The story goes something like this:

The problem

The two-sample location problem in the typical setup (i.e., ignoring the non-parametric tests) involves two means from independent populations.

Formally, the populations should be normally distributed so that the sample means are exactly normally distributed, but in practice, we often invoke asymptotic arguments that tell us, for large sample sizes, the sample means are approximately normally distributed. 

To characterize a normal distribution, we need to know the mean and the variance (or standard deviation). Most of the time, we don't know variance (and we obviously don't know the means), so we must estimate both. When we're dealing with a single population, this is easy and leads to the one-sample t-test. When we're dealing with the difference of sample means, it's a bit more complicated.

The fork in the road

The variance question leads to a fork in the road, with one path leading to Welch's test and the other to the pooled two-sample t-test. The simple heuristic taught in intro stats classes is: 

  • If you know the variances in the two approximately normal populations are equal, use the pooled two-sample t-test.
  • If you know the variances in the two populations are not equal, use Welsch’s test

But if you don't know if the variances are equal (the "Behren-Fisher problem"), you're up a tree. What procedure should a good statistician use?

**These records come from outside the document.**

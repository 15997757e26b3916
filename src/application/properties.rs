//! Schema-driven decoding of page properties.

use serde_json::Value;
use thiserror::Error;

use crate::application::fetchers::NotionFetcher;
use crate::domain::post::{DateValue, PropertyMap, PropertyValue, User};
use crate::domain::record_map::{Block, PropertyKind, RecordTable, Schema};
use crate::domain::rich_text::{find_date_token, referenced_user_ids, text_content};

/// Why a single page could not be turned into a post.
#[derive(Debug, Error)]
pub enum DecodeError {
    #[error("page {page_id}: date property `{name}` carries no date")]
    MissingDate { page_id: String, name: String },
    #[error("page {page_id}: date property `{name}` is malformed: {reason}")]
    MalformedDate {
        page_id: String,
        name: String,
        reason: String,
    },
    #[error("page {page_id}: start date `{value}` is not a valid date")]
    InvalidStartDate { page_id: String, value: String },
    #[error("page {page_id}: neither a start date nor a creation time is available")]
    MissingTimestamp { page_id: String },
}

/// Properties of one page decoded against its collection schema.
#[derive(Debug, Clone)]
pub struct DecodedPage {
    pub id: String,
    pub properties: PropertyMap,
}

#[derive(Clone)]
pub struct PropertyDecoder {
    fetcher: NotionFetcher,
}

impl PropertyDecoder {
    pub fn new(fetcher: NotionFetcher) -> Self {
        Self { fetcher }
    }

    /// Decode every raw property of `page_id` whose key the schema declares.
    ///
    /// Returns `Ok(None)` when the page block or the schema is absent.
    pub async fn decode_properties(
        &self,
        page_id: &str,
        blocks: &RecordTable<Block>,
        schema: Option<&Schema>,
    ) -> Result<Option<DecodedPage>, DecodeError> {
        let (Some(block), Some(schema)) = (
            blocks.get(page_id).and_then(|record| record.value.as_ref()),
            schema,
        ) else {
            return Ok(None);
        };

        let mut properties = PropertyMap::new();
        for (key, raw) in &block.properties {
            let Some(declared) = schema.get(key) else {
                continue;
            };
            let Some(kind) = declared.kind.as_ref() else {
                continue;
            };

            let value = match kind {
                PropertyKind::Date => {
                    PropertyValue::Date(decode_date(page_id, &declared.name, raw)?)
                }
                PropertyKind::Select | PropertyKind::MultiSelect => {
                    PropertyValue::Options(decode_options(raw))
                }
                PropertyKind::Person => PropertyValue::People(self.decode_people(raw).await),
                PropertyKind::Plain(_) => PropertyValue::Text(text_content(raw)),
            };
            properties.insert(declared.name.clone(), value);
        }

        Ok(Some(DecodedPage {
            id: page_id.to_string(),
            properties,
        }))
    }

    async fn decode_people(&self, raw: &Value) -> Vec<User> {
        let user_ids = referenced_user_ids(raw);
        if user_ids.is_empty() {
            return Vec::new();
        }
        self.fetcher
            .get_users_with_cache(&user_ids)
            .await
            .into_values()
            .collect()
    }
}

/// Split a select or multi-select value on commas.
pub fn decode_options(raw: &Value) -> Vec<String> {
    let text = text_content(raw);
    if text.is_empty() {
        return Vec::new();
    }
    text.split(',').map(str::to_string).collect()
}

/// Extract the date token of a date property, minus its `type` field.
pub fn decode_date(page_id: &str, name: &str, raw: &Value) -> Result<DateValue, DecodeError> {
    let token = find_date_token(raw).ok_or_else(|| DecodeError::MissingDate {
        page_id: page_id.to_string(),
        name: name.to_string(),
    })?;

    let mut date: DateValue =
        serde_json::from_value(token.clone()).map_err(|err| DecodeError::MalformedDate {
            page_id: page_id.to_string(),
            name: name.to_string(),
            reason: err.to_string(),
        })?;
    date.extra.remove("type");
    Ok(date)
}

A well-intentioned but misleading solution

In the 80s or 90s, some researchers decided that a simple solution to this problem is create a conditional procedure, so-named because the choice of second test is conditional on the results of the first:

  • First, conduct a test for equality of variances, using either an F-test or Levene’s test.
  • Second, we can use the simple heuristic: use the pooled two-sample t-test if we fail to reject the null in the first test, and use Welch's test if we reject the null in the first test.

Implicit in this reasoning is a conjecture that this procedure leads to greater power, since the pooled t-test has greater power than Welch’s test when the variances of the populations are equal. Another potential advantage of this procedure is the appearance of the “unbiased statistician,” since the precedure requires no prior knowledge or intuition in selecting tests. 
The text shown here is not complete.